Speaking of which two new airport-to-downtown rail lines open this year, both in the Pacific Northwest, in Seattle, Wash. and Vancouver, B.C., Canada.  Both services will be a welcome alternative to the notoriously crowded highways in the region. Taking them means less chance of missing one's flight...

* Work from home for you and your staff. No more commuting. 

AT&T found that a full-time teleworker who would have normally driven 15 miles round trip per day in a car getting 20 mpg would prevent the release of 3,680 lbs of carbon dioxide (CO2), a key source of greenhouse gases, per year. The Canadian Telework Association reports that if 1 million Canadians work from home 1 day each week, in a year, Canada would save some 550 million pounds of CO2, 26 million gallons of fuel, and 480 million miles--and wear and tear on publicly-funded highways and streets. 

Nortel is one of a growing number of firms that does just that, utilizing the firm's fine and proven technologies.

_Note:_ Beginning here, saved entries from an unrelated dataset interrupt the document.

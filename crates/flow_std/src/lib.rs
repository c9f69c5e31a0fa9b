//! A library of standard nodes for flow.

pub use constant::Constant;
pub use format_text::FormatText;
pub use crate::log::Log;
pub use notify::NotifyActor;
pub use reroute::Reroute;

pub mod constant;
pub mod format_text;
pub mod log;
pub mod notify;
pub mod reroute;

As reported by TMC's Michaen Dinan, Nortel has about 11 percent of its own workforce teleworking, which the company estimates will save about $9,000 in real estate and associated energy costs per teleworking employee, and save an estimated 3.4 million gallons of fuel and 1.9 million hours in commute time per year.

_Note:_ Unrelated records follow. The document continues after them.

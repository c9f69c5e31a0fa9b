//! The contexts handed to entities during lifecycle calls.
//!
//! Signals raised by an entity (triggering an output, finishing) are queued in
//! an [`Outbox`] and applied by the [`GraphInstance`][crate::GraphInstance] as
//! soon as the entity's handler returns.

use crate::capability::DataPinValueSupplier;
use crate::config::Settings;
use crate::graph::{Graph, NodeId};
use crate::host::{HostServices, Severity};
use crate::node::{ActivationState, Entity};
use crate::pin::{DEFAULT_OUTPUT_PIN, PinSet};
use crate::resolve::{Busy, DataPinResult, SupplyCtx};
use crate::value::DataPinValue;
use crate::world::{ActorId, World};
use std::fmt;

/// Context for a node or add-on lifecycle call.
pub struct ExecCtx<'a> {
    node: NodeId,
    entity: Entity,
    graph: &'a Graph,
    host: &'a mut HostServices,
    settings: &'a Settings,
    outbox: &'a mut Outbox,
}

/// Context for a component driven by a proxy node.
pub struct ComponentCtx<'a> {
    node: NodeId,
    finished: bool,
    outbox: &'a mut Outbox,
}

/// Signals queued by an entity during a single lifecycle call.
#[derive(Debug, Default)]
pub(crate) struct Outbox {
    pub(crate) signals: Vec<Signal>,
    finish_requested: bool,
}

#[derive(Clone, Debug, PartialEq)]
pub(crate) enum Signal {
    Trigger { pin: String, finish: bool },
    Finish,
}

impl<'a> ExecCtx<'a> {
    pub(crate) fn new(
        entity: Entity,
        graph: &'a Graph,
        host: &'a mut HostServices,
        settings: &'a Settings,
        outbox: &'a mut Outbox,
    ) -> Self {
        ExecCtx {
            node: entity.node(),
            entity,
            graph,
            host,
            settings,
            outbox,
        }
    }

    /// The node whose lifecycle is running.
    pub fn node(&self) -> NodeId {
        self.node
    }

    /// The node or add-on currently being called.
    pub fn entity(&self) -> Entity {
        self.entity
    }

    pub fn host(&self) -> &HostServices {
        &*self.host
    }

    pub fn host_mut(&mut self) -> &mut HostServices {
        &mut *self.host
    }

    pub fn world(&self) -> &dyn World {
        self.host.world()
    }

    pub fn world_mut(&mut self) -> &mut dyn World {
        self.host.world_mut()
    }

    /// The actor owning the graph instance.
    pub fn owner(&self) -> Option<ActorId> {
        self.host.owner()
    }

    pub fn settings(&self) -> &Settings {
        self.settings
    }

    /// The activation state as of the start of this call.
    pub fn activation_state(&self) -> ActivationState {
        self.graph
            .node_weight(self.node)
            .map(|entry| entry.activation)
            .unwrap_or_default()
    }

    /// Whether the node has finished, including a finish requested during this
    /// call.
    pub fn has_finished(&self) -> bool {
        self.outbox.finish_requested || self.activation_state().is_finished()
    }

    /// The input pins of the node.
    pub fn input_pins(&self) -> Option<&PinSet> {
        self.graph.node_weight(self.node).map(|entry| &entry.pins.inputs)
    }

    /// The output pins of the node.
    pub fn output_pins(&self) -> Option<&PinSet> {
        self.graph.node_weight(self.node).map(|entry| &entry.pins.outputs)
    }

    /// Trigger an output pin of the node, optionally finishing the node first.
    pub fn trigger_output(&mut self, pin: impl Into<String>, finish: bool) {
        self.outbox.trigger(pin.into(), finish);
    }

    /// Trigger the default output if the node exposes one and has not
    /// finished. Returns whether the output was triggered.
    pub fn trigger_default_output(&mut self) -> bool {
        let exposed = self
            .output_pins()
            .is_some_and(|pins| pins.contains(DEFAULT_OUTPUT_PIN));
        if !exposed || self.has_finished() {
            return false;
        }
        self.trigger_output(DEFAULT_OUTPUT_PIN, false);
        true
    }

    /// Finish the node without triggering any output.
    pub fn finish(&mut self) {
        self.outbox.finish();
    }

    /// Resolve one of the node's input pins.
    ///
    /// `this` stands in for the calling entity, which is detached from the
    /// graph for the duration of the call, so that defaults it supplies for its
    /// own pins are still found.
    pub fn resolve<T: DataPinValue>(
        &self,
        this: &dyn DataPinValueSupplier,
        pin: &str,
    ) -> DataPinResult<T> {
        let busy = Busy {
            entity: self.entity,
            this,
        };
        SupplyCtx::new(self.graph, &*self.host, self.settings, self.node, Some(busy))
            .resolve::<T>(pin)
    }

    pub fn log_error(&mut self, text: impl fmt::Display) {
        self.host.log(Severity::Error, Some(self.node), text);
    }

    pub fn log_warning(&mut self, text: impl fmt::Display) {
        self.host.log(Severity::Warning, Some(self.node), text);
    }

    pub fn log_note(&mut self, text: impl fmt::Display) {
        self.host.log(Severity::Note, Some(self.node), text);
    }

    /// Split into the world and a context for a component of the world.
    pub fn component_scope(&mut self) -> (&mut dyn World, ComponentCtx<'_>) {
        let finished = self.has_finished();
        let world = self.host.world_mut();
        let ctx = ComponentCtx {
            node: self.node,
            finished,
            outbox: &mut *self.outbox,
        };
        (world, ctx)
    }
}

impl<'a> ComponentCtx<'a> {
    /// The proxy node driving the component.
    pub fn node(&self) -> NodeId {
        self.node
    }

    pub fn has_finished(&self) -> bool {
        self.finished || self.outbox.finish_requested
    }

    /// Trigger an output pin of the proxy node.
    pub fn trigger_output(&mut self, pin: impl Into<String>, finish: bool) {
        self.outbox.trigger(pin.into(), finish);
    }

    /// Finish the proxy node without triggering any output.
    pub fn finish(&mut self) {
        self.outbox.finish();
    }
}

impl Outbox {
    fn trigger(&mut self, pin: String, finish: bool) {
        self.finish_requested |= finish;
        self.signals.push(Signal::Trigger { pin, finish });
    }

    fn finish(&mut self) {
        self.finish_requested = true;
        self.signals.push(Signal::Finish);
    }
}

* When you do go home reuse existing space to minimize the TEI. Don't add on to your house or buy a new-build unless it is on an existing pre-developed peace of land.

* If you need an office, locate in existing buildings, ones built on brownfield sites, and all with excellent mass transit access including sidewalks. And when selecting a home, do likewise. 

Don't locate your business or home in 'greenfield' i.e. sprawl developments no matter how 'green' the structures are...for the added damage in more people driving to work and more driving, period, plus the loss of open space far outweigh the 'green' or greenwash gains of being in such buildings.

Low-density urban sprawl is an environmental cancer. It destroys the health like pincers in two ways: by ruining life-renewing greenspace, including food supply and by propagating car dependency.

For example the Canada Mortgage and Housing Corporation and Natural Resources Canada estimated that households living in low-density sprawl emit about 26,000 lbs of CO2 each year compared with just 7,700 lbs for those living in neo-traditional inner area compact development housing

There's a whole host of other ills--literally--connected with sprawl.

--A study in The American Journal of Health Promotion and the American Journal of Public Health reported that Americans living in sprawling developments are 6 lbs heavier and are at greater risk for diabetes, heart disease and high blood pressure.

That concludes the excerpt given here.